**What to do:**
The records below hold a stretch from the line with "Sockets live in" through the line with "newer socket that"; return exactly those lines, ends included, and nothing more.

**Material to process:**
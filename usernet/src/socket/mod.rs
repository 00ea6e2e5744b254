//! The per-flow record and its collection.
//!
//! A [`VirtualSocket`] binds one guest flow to the host socket relaying it. It owns both byte
//! buffers of the flow, its connection state and its queue and expiry accounting. Sockets live in
//! a [`SocketTable`] and are addressed by [`SocketKey`]s, which behave similar to specialized file
//! descriptors: a key of a freed socket is detected on use and never aliases a newer socket that
//! happens to reuse the storage.
//!
//! This module offers mostly inspection. State changes happen through the engine which keeps the
//! host socket, the buffers and the state machine consistent with each other.
//!
//! [`VirtualSocket`]: struct.VirtualSocket.html
//! [`SocketTable`]: struct.SocketTable.html
//! [`SocketKey`]: struct.SocketKey.html
use std::net::SocketAddr;

use crate::addr::{Family, FlowTuple, Protocol};
use crate::host::{HostFd, NO_HOST_BINDING};
use crate::storage::SocketBuffer;
use crate::time::{Duration, Expiration, Instant};

pub mod queue;
pub mod state;
mod table;

#[cfg(test)]
mod tests;

pub use self::queue::{QueueClass, Shaping};
pub use self::state::{Connect, Machine, Phase};
pub use self::table::{SocketKey, SocketTable};

/// Addresses of a flow on both sides of the translation.
#[derive(Clone, Copy, Debug, PartialEq, Eq, Hash)]
pub struct Identity {
    /// The flow as seen by the guest.
    pub tuple: FlowTuple,
    /// The address of the host socket, once bound.
    pub host_local: Option<SocketAddr>,
    /// The address the host socket talks to, after translation.
    pub host_foreign: Option<SocketAddr>,
}

/// Per-flow markers besides the connection state.
#[derive(Clone, Copy, Debug, Default, PartialEq, Eq, Hash)]
pub struct Flags {
    /// A listener that turns into the first connection it accepts.
    pub accept_once: bool,
    /// The host socket is connected to a proxy instead of the guest's destination.
    pub via_proxy: bool,
}

/// Which side opened the flow.
#[derive(Clone, Copy, Debug, PartialEq, Eq, Hash)]
pub enum Origin {
    /// The guest connected out, or sent the first datagram.
    Guest,
    /// A host connection was accepted on behalf of the guest.
    Host,
}

/// One flow.
///
/// The extension slot `ext` belongs to the protocol module driving the guest side of the flow,
/// for example TCP sequence and retransmission state. It is never interpreted here.
#[derive(Debug)]
pub struct VirtualSocket<X = ()> {
    pub(crate) identity: Identity,
    pub(crate) host: Option<HostFd>,
    pub(crate) flags: Flags,
    pub(crate) origin: Origin,
    pub(crate) machine: Machine,
    pub(crate) shaping: Shaping,
    pub(crate) expires: Expiration,
    /// Host to guest.
    pub(crate) recv: SocketBuffer,
    /// Guest to host.
    pub(crate) send: SocketBuffer,
    /// Urgent bytes at the head of the send buffer.
    pub(crate) urgent: usize,
    pub(crate) tos: u8,
    /// The echo identifier chosen by the guest, for ping flows.
    pub(crate) icmp_ident: Option<u16>,
    /// The host's end of stream has been passed on to the guest.
    pub(crate) eof_signalled: bool,
    /// Protocol specific state of the guest side.
    pub ext: X,
}

impl<X: Default> VirtualSocket<X> {
    /// A fresh socket in the idle state, without host binding.
    ///
    /// Datagram flows relay packet by packet and get buffers of zero capacity.
    pub fn new(tuple: FlowTuple, recv_capacity: usize, send_capacity: usize) -> Self {
        let (recv_capacity, send_capacity) = if tuple.protocol.is_stream() {
            (recv_capacity, send_capacity)
        } else {
            (0, 0)
        };

        VirtualSocket {
            identity: Identity {
                tuple,
                host_local: None,
                host_foreign: None,
            },
            host: NO_HOST_BINDING,
            flags: Flags::default(),
            origin: Origin::Guest,
            machine: Machine::new(),
            shaping: Shaping::default(),
            expires: Expiration::Never,
            recv: SocketBuffer::new(recv_capacity),
            send: SocketBuffer::new(send_capacity),
            urgent: 0,
            tos: 0,
            icmp_ident: None,
            eof_signalled: false,
            ext: X::default(),
        }
    }
}

impl<X> VirtualSocket<X> {
    /// The flow as seen by the guest.
    pub fn tuple(&self) -> &FlowTuple {
        &self.identity.tuple
    }

    /// All addresses of the flow.
    pub fn identity(&self) -> &Identity {
        &self.identity
    }

    /// The transport protocol.
    pub fn protocol(&self) -> Protocol {
        self.identity.tuple.protocol
    }

    /// The address family.
    pub fn family(&self) -> Family {
        self.identity.tuple.family()
    }

    /// Check if this is an IPv6 flow.
    pub fn is_ipv6(&self) -> bool {
        self.family() == Family::V6
    }

    /// The host socket, `None` while unbound.
    pub fn host(&self) -> Option<HostFd> {
        self.host
    }

    /// The flow markers.
    pub fn flags(&self) -> Flags {
        self.flags
    }

    /// Which side opened the flow.
    pub fn origin(&self) -> Origin {
        self.origin
    }

    /// The connection state machine.
    pub fn machine(&self) -> &Machine {
        &self.machine
    }

    /// The connect progress.
    pub fn connect(&self) -> Connect {
        self.machine.connect()
    }

    /// The current phase, accounting for received data not yet delivered.
    pub fn phase(&self) -> Phase {
        self.machine.phase(!self.recv.is_empty())
    }

    /// Check if the socket is listening for host connections.
    pub fn is_listening(&self) -> bool {
        self.connect() == Connect::Listening
    }

    /// Queue accounting towards the guest.
    pub fn shaping(&self) -> &Shaping {
        &self.shaping
    }

    /// The queue new packets of this flow go to.
    pub fn queue_class(&self) -> QueueClass {
        self.shaping.class()
    }

    /// When the flow may be reclaimed.
    pub fn expires(&self) -> Expiration {
        self.expires
    }

    /// Data received from the host, not yet delivered to the guest.
    pub fn recv_buffer(&self) -> &SocketBuffer {
        &self.recv
    }

    /// Data from the guest, not yet written to the host.
    pub fn send_buffer(&self) -> &SocketBuffer {
        &self.send
    }

    /// Pending urgent bytes at the head of the send buffer.
    pub fn urgent(&self) -> usize {
        self.urgent
    }

    /// The type-of-service byte of the flow.
    pub fn tos(&self) -> u8 {
        self.tos
    }

    /// The guest's echo identifier of a ping flow.
    pub fn icmp_ident(&self) -> Option<u16> {
        self.icmp_ident
    }

    /// Push the deadline out by `idle` from `now`.
    pub(crate) fn refresh(&mut self, now: Instant, idle: Duration) {
        self.expires = Expiration::When(now + idle);
    }
}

**Answer space:**
//! buffers of the flow, its connection state and its queue and expiry accounting. Sockets live in
//! a [`SocketTable`] and are addressed by [`SocketKey`]s, which behave similar to specialized file
//! descriptors: a key of a freed socket is detected on use and never aliases a newer socket that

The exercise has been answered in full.